■ INFORMATION GIVEN

========

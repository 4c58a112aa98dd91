//! Grammar Rule Table
//!
//! Static, read-only grammar data shared by every parse: the positional
//! keyword sets and one precedence table per sublanguage. Each table is an
//! ordered list of levels from loosest to tightest binding, with the
//! associativity of every level. The parsers climb these tables; they never
//! use precedence to reject an otherwise valid parse.

use std::collections::HashMap;

/// Operator associativity within one precedence level
#[derive(Debug, Clone, Copy, PartialEq, Eq)]
pub enum Assoc {
    Left,
    Right,
}

/// One row of a precedence table
#[derive(Debug, Clone, Copy)]
pub struct PrecLevel {
    pub operators: &'static [&'static str],
    pub assoc: Assoc,
}

impl PrecLevel {
    /// The table's own copy of `text`, when this level owns that operator
    pub fn lookup(&self, text: &str) -> Option<&'static str> {
        self.operators.iter().copied().find(|op| *op == text)
    }
}

// =============================================================================
// KEYWORDS
// =============================================================================

/// Reserved words, recognized only at the start of a statement
pub const RESERVED_WORDS: &[&str] = &[
    "if", "then", "elif", "else", "fi", "for", "select", "while", "until", "do", "done", "case",
    "esac", "in", "function", "!", "{", "}", "[[", "[",
];

/// Words that end a statement list when they appear in statement position
pub const CLOSING_KEYWORDS: &[&str] = &["then", "elif", "else", "fi", "do", "done", "esac", "}"];

/// Builtins with a dedicated declaration node
pub const DECLARATION_COMMANDS: &[&str] = &["declare", "typeset", "export", "readonly", "local"];

/// Builtins with a dedicated unset node
pub const UNSET_COMMANDS: &[&str] = &["unset", "unsetenv"];

lazy_static::lazy_static! {
    /// Interned keyword text, so keyword leaves can carry `&'static str` kinds
    static ref KEYWORD_TABLE: HashMap<&'static str, &'static str> = {
        let mut m = HashMap::new();
        for word in RESERVED_WORDS
            .iter()
            .chain(DECLARATION_COMMANDS)
            .chain(UNSET_COMMANDS)
        {
            m.insert(*word, *word);
        }
        m
    };
}

/// Static copy of a keyword or builtin name
pub fn keyword(text: &str) -> Option<&'static str> {
    KEYWORD_TABLE.get(text).copied()
}

pub fn is_closing_keyword(text: &str) -> bool {
    CLOSING_KEYWORDS.contains(&text)
}

pub fn is_declaration_command(text: &str) -> bool {
    DECLARATION_COMMANDS.contains(&text)
}

pub fn is_unset_command(text: &str) -> bool {
    UNSET_COMMANDS.contains(&text)
}

// =============================================================================
// STATEMENT LEVEL
// =============================================================================

/// Statement-level operator forms
#[derive(Debug, Clone, Copy, PartialEq, Eq)]
pub enum StatementOp {
    /// `&&` / `||` producing a `list`
    List,
    /// `|` / `|&` producing a `pipeline`
    Pipe,
    /// Trailing redirects producing a `redirected_statement`
    Redirect,
}

/// Statement precedence, loosest to tightest:
///
/// | prec | form                    | operators      | assoc |
/// |------|-------------------------|----------------|-------|
/// | -1   | list                    | `&&` `\|\|`    | left  |
/// | -1   | redirected_statement    | trailing redirects | left (postfix) |
/// | 1    | pipeline                | `\|` `\|&`     | left  |
///
/// `&&` and `||` share one level, so `a && b || c` groups left to right.
/// Redirects share the list level, so they decorate the whole statement
/// to their left once that statement is otherwise complete.
pub fn statement_prec(op: StatementOp) -> i8 {
    match op {
        StatementOp::List | StatementOp::Redirect => -1,
        StatementOp::Pipe => 1,
    }
}

pub const LIST_OPERATORS: &[&str] = &["&&", "||"];
pub const PIPE_OPERATORS: &[&str] = &["|", "|&"];

/// Operators that begin a file, heredoc, or herestring redirect
pub const REDIRECT_OPERATORS: &[&str] = &[
    "<", ">", ">>", "&>", "&>>", "<&", ">&", ">|", "<>", "<<", "<<-", "<<<",
];

pub const HEREDOC_OPERATORS: &[&str] = &["<<", "<<-"];

/// Statement terminators
pub const TERMINATORS: &[&str] = &[";", "&"];

/// `case` item terminators
pub const CASE_TERMINATORS: &[&str] = &[";;", ";&", ";;&"];

// =============================================================================
// TEST EXPRESSIONS
// =============================================================================

/// Binary test operators, loosest to tightest. Unary `!` (right
/// associative) sits below these, and unary test operators (`-f`, `-d`, ...)
/// bind tightest of all.
pub const TEST_LEVELS: &[PrecLevel] = &[
    PrecLevel {
        operators: &["||", "-o"],
        assoc: Assoc::Left,
    },
    PrecLevel {
        operators: &["&&", "-a"],
        assoc: Assoc::Left,
    },
    PrecLevel {
        operators: &["=", "==", "!=", "=~", "-eq", "-ne"],
        assoc: Assoc::Left,
    },
    PrecLevel {
        operators: &[
            "<", "<=", ">", ">=", "-lt", "-le", "-gt", "-ge", "-nt", "-ot", "-ef",
        ],
        assoc: Assoc::Left,
    },
];

/// Alphabetic binary test operators (spelled like unary test operators)
pub fn is_binary_test_operator(text: &str) -> bool {
    TEST_LEVELS.iter().any(|level| level.lookup(text).is_some())
}

// =============================================================================
// ARITHMETIC EXPRESSIONS
// =============================================================================

/// Index of the ternary level in [`ARITH_LEVELS`]
pub const ARITH_TERNARY_LEVEL: usize = 2;

/// Arithmetic precedence, loosest to tightest, C-like. The ternary row has
/// no binary operators; `?:` is handled specially at that level and is
/// right associative. Unary prefix operators bind tighter than every row
/// and postfix `++`/`--` tightest of all.
pub const ARITH_LEVELS: &[PrecLevel] = &[
    PrecLevel {
        operators: &[","],
        assoc: Assoc::Left,
    },
    PrecLevel {
        operators: &["=", "+=", "-=", "*=", "/=", "%=", "<<=", ">>=", "&=", "^=", "|="],
        assoc: Assoc::Right,
    },
    PrecLevel {
        operators: &[],
        assoc: Assoc::Right,
    },
    PrecLevel {
        operators: &["||"],
        assoc: Assoc::Left,
    },
    PrecLevel {
        operators: &["&&"],
        assoc: Assoc::Left,
    },
    PrecLevel {
        operators: &["|"],
        assoc: Assoc::Left,
    },
    PrecLevel {
        operators: &["^"],
        assoc: Assoc::Left,
    },
    PrecLevel {
        operators: &["&"],
        assoc: Assoc::Left,
    },
    PrecLevel {
        operators: &["==", "!="],
        assoc: Assoc::Left,
    },
    PrecLevel {
        operators: &["<", "<=", ">", ">="],
        assoc: Assoc::Left,
    },
    PrecLevel {
        operators: &["<<", ">>"],
        assoc: Assoc::Left,
    },
    PrecLevel {
        operators: &["+", "-"],
        assoc: Assoc::Left,
    },
    PrecLevel {
        operators: &["*", "/", "%"],
        assoc: Assoc::Left,
    },
    PrecLevel {
        operators: &["**"],
        assoc: Assoc::Right,
    },
];

pub const ARITH_PREFIX_OPERATORS: &[&str] = &["-", "+", "!", "~", "++", "--"];
pub const ARITH_POSTFIX_OPERATORS: &[&str] = &["++", "--"];

#[cfg(test)]
mod tests {
    use super::*;

    #[test]
    fn test_keyword_lookup() {
        assert_eq!(keyword("fi"), Some("fi"));
        assert_eq!(keyword("declare"), Some("declare"));
        assert_eq!(keyword("echo"), None);
    }

    #[test]
    fn test_list_binds_looser_than_pipe() {
        assert!(statement_prec(StatementOp::List) < statement_prec(StatementOp::Pipe));
        assert_eq!(
            statement_prec(StatementOp::List),
            statement_prec(StatementOp::Redirect)
        );
    }

    #[test]
    fn test_test_levels_order() {
        let level_of = |op: &str| TEST_LEVELS.iter().position(|l| l.lookup(op).is_some());
        assert!(level_of("-o") < level_of("-a"));
        assert!(level_of("&&") < level_of("="));
        assert!(level_of("-eq") < level_of("-lt"));
        assert_eq!(level_of("-f"), None);
    }

    #[test]
    fn test_arith_levels_order() {
        let level_of = |op: &str| ARITH_LEVELS.iter().position(|l| l.lookup(op).is_some());
        assert_eq!(level_of(","), Some(0));
        assert!(level_of("=") < Some(ARITH_TERNARY_LEVEL));
        assert!(level_of("||") > Some(ARITH_TERNARY_LEVEL));
        assert!(level_of("|") < level_of("^"));
        assert!(level_of("^") < level_of("&"));
        assert!(level_of("+") < level_of("*"));
        assert_eq!(ARITH_LEVELS[1].assoc, Assoc::Right);
    }

    #[test]
    fn test_binary_test_operator() {
        assert!(is_binary_test_operator("-nt"));
        assert!(!is_binary_test_operator("-z"));
    }
}
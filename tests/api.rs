//! Public API: options, cancellation, JSON output, and parallel use.

use bash_cst::{parse, CancellationToken, ErrorKind, NodeKind, ParseOptions, Parser};
use pretty_assertions::assert_eq;

#[test]
fn options_deserialize_with_defaults() {
    let options: ParseOptions = serde_json::from_str(r#"{"max_depth": 16}"#).unwrap();
    assert_eq!(
        options,
        ParseOptions {
            max_depth: 16,
            ..ParseOptions::default()
        }
    );

    let options: ParseOptions = serde_json::from_str(r#"{"max_statements": null}"#).unwrap();
    assert_eq!(options.max_statements, None);
    assert_eq!(options.max_depth, ParseOptions::default().max_depth);
}

#[test]
fn unlimited_statement_budget() {
    let src = "true\n".repeat(50);
    let options = ParseOptions {
        max_statements: None,
        ..ParseOptions::default()
    };
    let tree = Parser::with_options(&src, options).parse();
    assert!(!tree.has_errors());
    let commands = tree
        .root()
        .children
        .iter()
        .filter(|n| n.kind == NodeKind::Command)
        .count();
    assert_eq!(commands, 50);
}

#[test]
fn cancellation_keeps_tree_total() {
    let token = CancellationToken::new();
    let handle = token.clone();
    handle.cancel();
    assert!(token.is_cancelled());

    let src = "echo one\necho two\n";
    let tree = Parser::new(src).with_cancellation(token).parse();
    assert!(tree.was_cancelled());
    assert_eq!(tree.errors().len(), 1);
    assert_eq!(tree.errors()[0].kind, ErrorKind::Cancelled);
    assert_eq!(tree.reconstruct(), src);
}

#[test]
fn uncancelled_token_is_inert() {
    let token = CancellationToken::new();
    let tree = Parser::new("echo ok").with_cancellation(token).parse();
    assert!(!tree.was_cancelled());
    assert!(!tree.has_errors());
}

#[test]
fn parses_run_in_parallel() {
    let scripts: Vec<String> = (0..8)
        .map(|i| format!("for x in {}; do echo $x; done\n", i))
        .collect();
    let expected: Vec<_> = scripts.iter().map(|s| parse(s)).collect();

    let trees: Vec<_> = std::thread::scope(|scope| {
        let handles: Vec<_> = scripts
            .iter()
            .map(|s| scope.spawn(move || parse(s)))
            .collect();
        handles
            .into_iter()
            .map(|h| h.join().unwrap())
            .collect()
    });
    assert_eq!(trees, expected);
}

#[test]
fn json_output() {
    let tree = parse("echo \"$x");
    let json: serde_json::Value = serde_json::from_str(&tree.to_json().unwrap()).unwrap();

    assert_eq!(json["root"]["kind"], "program");
    assert_eq!(json["root"]["span"]["start"], 0);
    assert_eq!(json["root"]["span"]["end"], 8);

    let errors = json["errors"].as_array().unwrap();
    assert_eq!(errors.len(), 1);
    assert_eq!(errors[0]["kind"], "unterminated_construct");
    assert_eq!(errors[0]["span"]["start"], 5);
}

#[test]
fn error_display() {
    let tree = parse("echo ok\n  )");
    let message = tree.errors()[0].to_string();
    assert!(message.starts_with("syntax error at 2:3:"), "{}", message);
}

========

■ REQUIREMENT
Each line of the data above containing the string "like" is to be copied.

■ SOLUTION
/// Alphabetic binary test operators (spelled like unary test operators)
/// Arithmetic precedence, loosest to tightest, C-like. The ternary row has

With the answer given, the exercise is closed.